Gladys Taylor

Personal information
- Nationality: British/Jamaican
- Born: 5 March 1953 (age 73) Jamaica
- Height: 180 cm (5 ft 11 in)
- Weight: 62 kg (137 lb)

Sport
- Event: Sprinting/400 metres
- Club: Highgate Harriers Essex Ladies AC

= Gladys Taylor (athlete) =

British sprinter (born 1953)

Gladys Taylor (born 5 March 1953) is a British/Jamaican female retired sprinter who competed at the 1976 Summer Olympics.

== Biography ==
Taylor finished second behind Helen Golden in the 200 metres event at the 1975 WAAA Championships.

At the 1976 Olympics Games in Montreal, she represented Great Britain in the women's 400 metres.

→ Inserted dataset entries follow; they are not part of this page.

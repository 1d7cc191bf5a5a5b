use std::path::PathBuf;

use anyhow::{Context, Result};
use gpio_link_bridge_lib::{setup_logging, state::AppState};
use log::{error, info, warn};

#[tokio::main]
async fn main() -> Result<()> {
    setup_logging(log::Level::Info);

    let config_dir = std::env::args()
        .nth(1)
        .map(PathBuf::from)
        .unwrap_or_else(|| PathBuf::from("config"));

    let app_state = AppState::new(&config_dir)
        .await
        .with_context(|| format!("Failed to load config from {:?}", config_dir))?;

    let _status = app_state.on_status(|event| match serde_json::to_string(&event) {
        Ok(json) => info!("status {}", json),
        Err(e) => warn!("Failed to serialize status event: {}", e),
    });
    let _connection = app_state.on_connection_change(|state| info!("link {:?}", state));

    info!(
        "Starting AppState with {:?} transport",
        app_state.config.engine.transport
    );
    app_state
        .connect()
        .await
        .context("Failed to connect to the device")?;
    app_state.session.request_state().await?;
    app_state.push_configured_rules().await?;

    tokio::signal::ctrl_c()
        .await
        .context("Failed to listen for ctrl-c")?;
    info!("Shutting down");

    if let Err(e) = app_state.shutdown().await {
        error!("Failed to close the link cleanly: {}", e);
    }
    Ok(())
}
//! In-process stand-in for the device firmware
//! Answers the wire protocol with the same pin table and rule engine the bridge
//! uses, so demos and tests run without hardware.

use std::collections::BTreeMap;
use std::sync::Arc;

use log::{debug, info, warn};
use tokio::io::{AsyncRead, AsyncReadExt, AsyncWrite, AsyncWriteExt};
use tokio::sync::{Mutex, broadcast};
use tokio_util::sync::CancellationToken;

use crate::config::engine_config::{PinConfig, default_pin_table};
use crate::core::error::BridgeError;
use crate::core::logic::RuleEngine;
use crate::core::pins::PinTable;
use crate::core::protocol::{Command, LineBuffer, Response, frame_line};

const UNSOLICITED_CAPACITY: usize = 64;

pub struct SimulatedDevice {
    pins: PinTable,
    engine: RuleEngine,
    analog: BTreeMap<u8, i32>,
    /// Frames the device sends without being asked (input edges, ADC samples)
    unsolicited: broadcast::Sender<Response>,
}

impl SimulatedDevice {
    pub fn new(pins: &[PinConfig]) -> Self {
        let (unsolicited, _) = broadcast::channel(UNSOLICITED_CAPACITY);
        Self {
            pins: PinTable::new(pins),
            engine: RuleEngine::new(),
            analog: BTreeMap::new(),
            unsolicited,
        }
    }

    pub fn shared(self) -> Arc<Mutex<Self>> {
        Arc::new(Mutex::new(self))
    }

    /// Handles one command line and returns the response frames.
    pub fn handle_line(&mut self, line: &str) -> Vec<Response> {
        let command = match Command::parse(line) {
            Ok(command) => command,
            Err(_) => {
                warn!("Simulated device got unknown command {:?}", line);
                return vec![Response::Error(format!("Unknown command: {}", line.trim()))];
            }
        };
        debug!("Simulated device handling {}", command);

        match command {
            Command::GetGpioState => {
                let mut frames: Vec<Response> = self
                    .pins
                    .pins()
                    .iter()
                    .map(|pin| Response::Gpio {
                        pin: pin.number,
                        value: pin.value,
                    })
                    .collect();
                frames.extend(self.engine.rules().into_iter().map(Response::Logic));
                frames.extend(
                    self.analog
                        .iter()
                        .map(|(pin, value)| Response::Adc { pin: *pin, value: *value }),
                );
                frames
            }
            Command::SetGpio { pin, value } => {
                match self.engine.set_override(pin, value, &mut self.pins) {
                    Ok(command) => vec![Response::Gpio {
                        pin: command.pin,
                        value: command.value,
                    }],
                    Err(e) => vec![Self::error_frame(e)],
                }
            }
            Command::SetLogic(rule) => match self.engine.upsert(rule.clone(), &self.pins) {
                Ok(_) => {
                    let mut frames = vec![Response::Logic(rule)];
                    frames.extend(self.evaluate());
                    frames
                }
                Err(e) => vec![Self::error_frame(e)],
            },
        }
    }

    /// Simulates an edge on a physical input. Returns (and broadcasts) the
    /// frames the device reports for it.
    pub fn set_input(&mut self, pin: u8, value: bool) -> Vec<Response> {
        let frame = Response::Gpio { pin, value };
        let mut frames = Vec::new();
        if self.pins.apply(&frame).is_some() {
            frames.push(frame);
            frames.extend(self.evaluate());
        }
        for frame in &frames {
            let _ = self.unsolicited.send(frame.clone());
        }
        frames
    }

    /// Simulates an analog sample and broadcasts it.
    pub fn set_analog(&mut self, pin: u8, value: i32) -> Response {
        self.analog.insert(pin, value);
        let frame = Response::Adc { pin, value };
        let _ = self.unsolicited.send(frame.clone());
        frame
    }

    pub fn value(&self, pin: u8) -> bool {
        self.pins.value(pin)
    }

    /// Links currently attached to the device
    pub fn attached_links(&self) -> usize {
        self.unsolicited.receiver_count()
    }

    pub fn subscribe_unsolicited(&self) -> broadcast::Receiver<Response> {
        self.unsolicited.subscribe()
    }

    fn evaluate(&mut self) -> Vec<Response> {
        self.engine
            .evaluate(&mut self.pins)
            .into_iter()
            .map(|command| Response::Gpio {
                pin: command.pin,
                value: command.value,
            })
            .collect()
    }

    fn error_frame(error: BridgeError) -> Response {
        let message = match error {
            BridgeError::InvalidDirection(pin) => format!("Pin {} is not an output", pin),
            BridgeError::UnknownPin(pin) => format!("Invalid pin {}", pin),
            other => other.to_string(),
        };
        Response::Error(message)
    }

    /// Serves the protocol over a byte stream until the peer hangs up or
    /// `cancel` fires. Dropping the stream on cancel looks like an unplugged
    /// cable to the other side. `unsolicited` must be subscribed before the
    /// task is spawned so no early input edge is missed.
    pub async fn serve<S>(
        device: Arc<Mutex<SimulatedDevice>>,
        stream: S,
        mut unsolicited: broadcast::Receiver<Response>,
        cancel: CancellationToken,
    ) where
        S: AsyncRead + AsyncWrite + Unpin,
    {
        let (mut reader, mut writer) = tokio::io::split(stream);
        let mut lines = LineBuffer::new();
        let mut buf = [0u8; 256];

        info!("Simulated device online");
        loop {
            let frames = tokio::select! {
                _ = cancel.cancelled() => break,
                read = reader.read(&mut buf) => match read {
                    Ok(0) | Err(_) => break,
                    Ok(n) => {
                        let mut device = device.lock().await;
                        lines
                            .push(&buf[..n])
                            .iter()
                            .flat_map(|line| device.handle_line(line))
                            .collect::<Vec<_>>()
                    }
                },
                frame = unsolicited.recv() => match frame {
                    Ok(frame) => vec![frame],
                    Err(broadcast::error::RecvError::Lagged(_)) => continue,
                    Err(broadcast::error::RecvError::Closed) => break,
                },
            };

            let mut out = String::new();
            for frame in frames {
                out.push_str(&frame_line(&frame.to_string()));
            }
            if writer.write_all(out.as_bytes()).await.is_err() || writer.flush().await.is_err() {
                break;
            }
        }
        info!("Simulated device offline");
    }
}

impl Default for SimulatedDevice {
    fn default() -> Self {
        Self::new(&default_pin_table())
    }
}

#[cfg(test)]
mod tests {
    use super::*;
    use tokio::io::{AsyncBufReadExt, BufReader};

    fn lines(frames: &[Response]) -> Vec<String> {
        frames.iter().map(|f| f.to_string()).collect()
    }

    #[test]
    fn test_state_dump_lists_pins_and_rules() {
        let mut device = SimulatedDevice::default();
        device.handle_line("SET_LOGIC:16:AND:32,33:1");
        device.set_analog(34, 512);

        let dump = lines(&device.handle_line("GET_GPIO_STATE"));
        assert!(dump.contains(&"GPIO:2:0".to_string()));
        assert!(dump.contains(&"GPIO:39:0".to_string()));
        assert!(dump.contains(&"LOGIC:16:AND:32,33:1".to_string()));
        assert!(dump.contains(&"ADC:34:512".to_string()));
    }

    #[test]
    fn test_set_logic_echoes_and_drives_outputs() {
        let mut device = SimulatedDevice::default();
        let frames = lines(&device.handle_line("SET_LOGIC:17:NOT:35:1"));
        assert_eq!(frames, vec!["LOGIC:17:NOT:35:1", "GPIO:17:1"]);
        assert!(device.value(17));
    }

    #[test]
    fn test_input_edge_reevaluates_rules() {
        let mut device = SimulatedDevice::default();
        device.handle_line("SET_LOGIC:16:AND:32,33:1");
        assert_eq!(lines(&device.set_input(32, true)), vec!["GPIO:32:1"]);
        assert_eq!(
            lines(&device.set_input(33, true)),
            vec!["GPIO:33:1", "GPIO:16:1"]
        );
    }

    #[test]
    fn test_errors() {
        let mut device = SimulatedDevice::default();
        assert_eq!(
            lines(&device.handle_line("BLINK")),
            vec!["ERROR:Unknown command: BLINK"]
        );
        assert_eq!(
            lines(&device.handle_line("SET_GPIO:32:1")),
            vec!["ERROR:Pin 32 is not an output"]
        );
        assert!(lines(&device.handle_line("SET_LOGIC:16:NOT:32,33:1"))[0].starts_with("ERROR:"));
    }

    #[test]
    fn test_set_gpio_overrides_rule() {
        let mut device = SimulatedDevice::default();
        device.handle_line("SET_LOGIC:16:NOR:32:1");
        assert!(device.value(16));
        assert_eq!(lines(&device.handle_line("SET_GPIO:16:0")), vec!["GPIO:16:0"]);
        device.set_input(32, true);
        device.set_input(32, false);
        assert!(!device.value(16));
    }

    #[tokio::test]
    async fn test_serve_over_duplex() {
        let device = SimulatedDevice::default().shared();
        let (ours, theirs) = tokio::io::duplex(1024);
        let cancel = CancellationToken::new();
        let unsolicited = device.lock().await.subscribe_unsolicited();
        let server = tokio::spawn(SimulatedDevice::serve(
            device.clone(),
            theirs,
            unsolicited,
            cancel.clone(),
        ));

        let (read_half, mut write_half) = tokio::io::split(ours);
        let mut reader = BufReader::new(read_half).lines();

        write_half.write_all(b"SET_GPIO:2:1\n").await.unwrap();
        assert_eq!(reader.next_line().await.unwrap().unwrap(), "GPIO:2:1");

        device.lock().await.set_input(33, true);
        assert_eq!(reader.next_line().await.unwrap().unwrap(), "GPIO:33:1");

        cancel.cancel();
        server.await.unwrap();
        assert!(reader.next_line().await.unwrap().is_none());
    }
}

Taylor married Grant McCormack in late 1976 and competed under her married name when finishing second behind Verona Elder at the 1977 WAAA Championships.

Reverting to her maiden name Taylor, she represented England in the 400 metres and 4 x 400 metres relay events, at the 1982 Commonwealth Games in Brisbane, Queensland, Australia.

Taylor became the British 400 metres hurdles champion at the 1984 WAAA Championships.

Gladys went on to have one child - a daughter - Tara Bird (born 1987) - who also went on to compete internationally representing both England and Great Britain in athletics.